# Importing LI Data
LI <- c(8,8,10,10,12,12,12,14,14,14,16,16,16,18,20,20,20,22,22,24,26,28,32,34,38,38,38)
y <- c(0,0,0,0,0,0,0,0,0,0,0,0,0,1,1,1,0,1,0,0,1,1,0,1,1,1,0)
df <- data.frame(LI, y)
# Modeling
fit <- glm(y ~ LI, family = binomial, data = df)
gam.fit <- gam(y ~ s(LI), family = binomial, data = df)
# Summarizing
summary(fit)
##
## Call:
## glm(formula = y ~ LI, family = binomial, data = df)
##
## Deviance Residuals:
## Min 1Q Median 3Q Max
## -1.9448 -0.6465 -0.4947 0.6571 1.6971
##
## Coefficients:
## Estimate Std. Error z value Pr(>|z|)
## (Intercept) -3.77714 1.37862 -2.740 0.00615 **
## LI 0.14486 0.05934 2.441 0.01464 *
## ---
## Signif. codes: 0 '***' 0.001 '**' 0.01 '*' 0.05 '.' 0.1 ' ' 1
##
## (Dispersion parameter for binomial family taken to be 1)
##
## Null deviance: 34.372 on 26 degrees of freedom
## Residual deviance: 26.073 on 25 degrees of freedom
## AIC: 30.073
##
## Number of Fisher Scoring iterations: 4
confint(fit)
## Waiting for profiling to be done...
## 2.5 % 97.5 %
## (Intercept) -6.9951909 -1.4098443
## LI 0.0425232 0.2846668
plot(jitter(y, 0.08) ~ LI, data = df)
curve(predict(gam.fit, data.frame(LI = x), type = "resp"), add = TRUE, col = "blue")
curve(predict(fit, data.frame(LI = x), type = "resp"), add = TRUE, col = "green")
legend(x = 7.5, y = .9, legend = c("Blue: GAM", "Green: logistic"))
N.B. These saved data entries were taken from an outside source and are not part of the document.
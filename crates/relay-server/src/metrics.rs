//! Prometheus metrics recorder and metric names.

use metrics_exporter_prometheus::{BuildError, PrometheusBuilder, PrometheusHandle};
use tracing::info;

/// Install the Prometheus metrics recorder (global).
///
/// Returns the handle used to render `/metrics`. Fails if another recorder
/// is already installed.
pub fn install_recorder() -> Result<PrometheusHandle, BuildError> {
    let handle = PrometheusBuilder::new().install_recorder()?;
    info!("prometheus metrics recorder installed");
    Ok(handle)
}

/// Render Prometheus text format from the installed recorder.
pub fn render(handle: &PrometheusHandle) -> String {
    handle.render()
}

// Metric name constants to avoid typos across modules.

/// WebSocket connections accepted (counter).
pub const WS_CONNECTIONS_TOTAL: &str = "ws_connections_total";
/// WebSocket connections ended (counter, labels: reason).
pub const WS_DISCONNECTIONS_TOTAL: &str = "ws_disconnections_total";
/// Open WebSocket connections (gauge).
pub const WS_CONNECTIONS_ACTIVE: &str = "ws_connections_active";
/// Time a handle stayed registered (histogram).
pub const SESSION_CONNECTED_SECONDS: &str = "session_connected_seconds";
/// Handles replaced by a newer connection for the same session (counter).
pub const SESSIONS_SUPERSEDED_TOTAL: &str = "sessions_superseded_total";
/// Sessions dropped by administrative cleanup (counter).
pub const SESSIONS_REMOVED_TOTAL: &str = "sessions_removed_total";
/// Messages handed to a live connection (counter).
pub const MESSAGES_SENT_TOTAL: &str = "messages_sent_total";
/// Messages deferred to the offline buffer (counter).
pub const MESSAGES_BUFFERED_TOTAL: &str = "messages_buffered_total";
/// Buffered messages evicted by overflow (counter).
pub const MESSAGES_EVICTED_TOTAL: &str = "messages_evicted_total";
/// Buffered messages delivered on reconnect (counter).
pub const MESSAGES_FLUSHED_TOTAL: &str = "messages_flushed_total";
/// Broadcast targets pruned because their transport was gone (counter).
pub const BROADCAST_PRUNED_TOTAL: &str = "broadcast_pruned_total";
/// Inbound frames that failed to parse (counter).
pub const PROTOCOL_ERRORS_TOTAL: &str = "protocol_errors_total";
/// Queries accepted (counter).
pub const QUERIES_STARTED_TOTAL: &str = "queries_started_total";
/// Queries that ended with `complete` (counter).
pub const QUERIES_COMPLETED_TOTAL: &str = "queries_completed_total";
/// Queries that ended with `error` (counter, labels: reason).
pub const QUERIES_FAILED_TOTAL: &str = "queries_failed_total";
/// Query wall time (histogram).
pub const QUERY_DURATION_SECONDS: &str = "query_duration_seconds";
/// Chunks per completed query (histogram).
pub const QUERY_CHUNKS: &str = "query_chunks";
/// History notifications that failed (counter).
pub const HISTORY_FAILURES_TOTAL: &str = "history_failures_total";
# Attempting to overlay models on Jittered data with GGplot
#ggplot(df, aes(x = LI, y = y)) +
#geom_smooth(method = "glm", data = fit, formula = y ~ LI, n = 27, aes(color = "red")) +
#geom_smooth(method = "gam", data = gam.fit, formula = y ~ LI, n = 27, aes(color = "blue")) +
#geom_jitter(width = .01, height = 0.01, inherit.aes = TRUE)
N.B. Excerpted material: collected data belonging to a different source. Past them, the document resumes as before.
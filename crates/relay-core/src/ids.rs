//! Branded string identifiers.

use serde::{Deserialize, Serialize};
use std::fmt;
use std::str::FromStr;
use uuid::Uuid;

macro_rules! branded_id {
    ($(#[$meta:meta])* $name:ident, $prefix:expr) => {
        $(#[$meta])*
        #[derive(Clone, Debug, Hash, Eq, PartialEq, Ord, PartialOrd, Serialize, Deserialize)]
        #[serde(transparent)]
        pub struct $name(String);

        impl $name {
            /// Generate a fresh, time-ordered identifier.
            pub fn new() -> Self {
                Self(format!("{}_{}", $prefix, Uuid::now_v7()))
            }

            /// Wrap an identifier supplied by a peer.
            pub fn from_raw(s: impl Into<String>) -> Self {
                Self(s.into())
            }

            /// Borrow the identifier as a string slice.
            pub fn as_str(&self) -> &str {
                &self.0
            }
        }

        impl Default for $name {
            fn default() -> Self {
                Self::new()
            }
        }

        impl fmt::Display for $name {
            fn fmt(&self, f: &mut fmt::Formatter<'_>) -> fmt::Result {
                f.write_str(&self.0)
            }
        }

        impl FromStr for $name {
            type Err = std::convert::Infallible;
            fn from_str(s: &str) -> Result<Self, Self::Err> {
                Ok(Self(s.to_owned()))
            }
        }

        impl AsRef<str> for $name {
            fn as_ref(&self) -> &str {
                &self.0
            }
        }
    };
}

branded_id!(
    /// Logical client identity; outlives individual transport connections.
    SessionId,
    "sess"
);
branded_id!(
    /// One accepted transport connection.
    ConnectionId,
    "conn"
);
branded_id!(
    /// User identity supplied by the authentication layer.
    UserId,
    "user"
);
findInt <- function(model, value){
function(x) {
predict(model, data.frame(LI = x), type = "resp") - value
}
}
# LD 75
LD75 <- uniroot(findInt(fit, .75), range(df$LI))$root; LD75
## [1] 33.65764
# Updating Plot
plot(jitter(y, 0.08) ~ LI, data = df)
curve(predict(fit, data.frame(LI = x), type = "resp"), add = TRUE, col = "green")
abline(v = LD75, col = "red")
legend(x = 7.5, y = .9, legend = c("Green: logistic", "Red: LD75"))
The predicted response reaches 75% at a labeling index value of 33.6576408. That is, at an LI of 33.6576408 the estimated probability of a cancer patient achieving remission is 75%.
# LD 10
LD10 <- uniroot(findInt(fit, .1), range(df$LI))$root; LD10
## [1] 10.90626
plot(jitter(y, 0.08) ~ LI, data = df)
curve(predict(fit, data.frame(LI = x), type = "resp"), add = TRUE, col = "red")
abline(v = LD75, col = "red")
abline(v = LD10, col = "purple")
legend(x = 7.5, y = .9, legend = c("Green: logistic", "Red: LD75", "Purple: LD10"))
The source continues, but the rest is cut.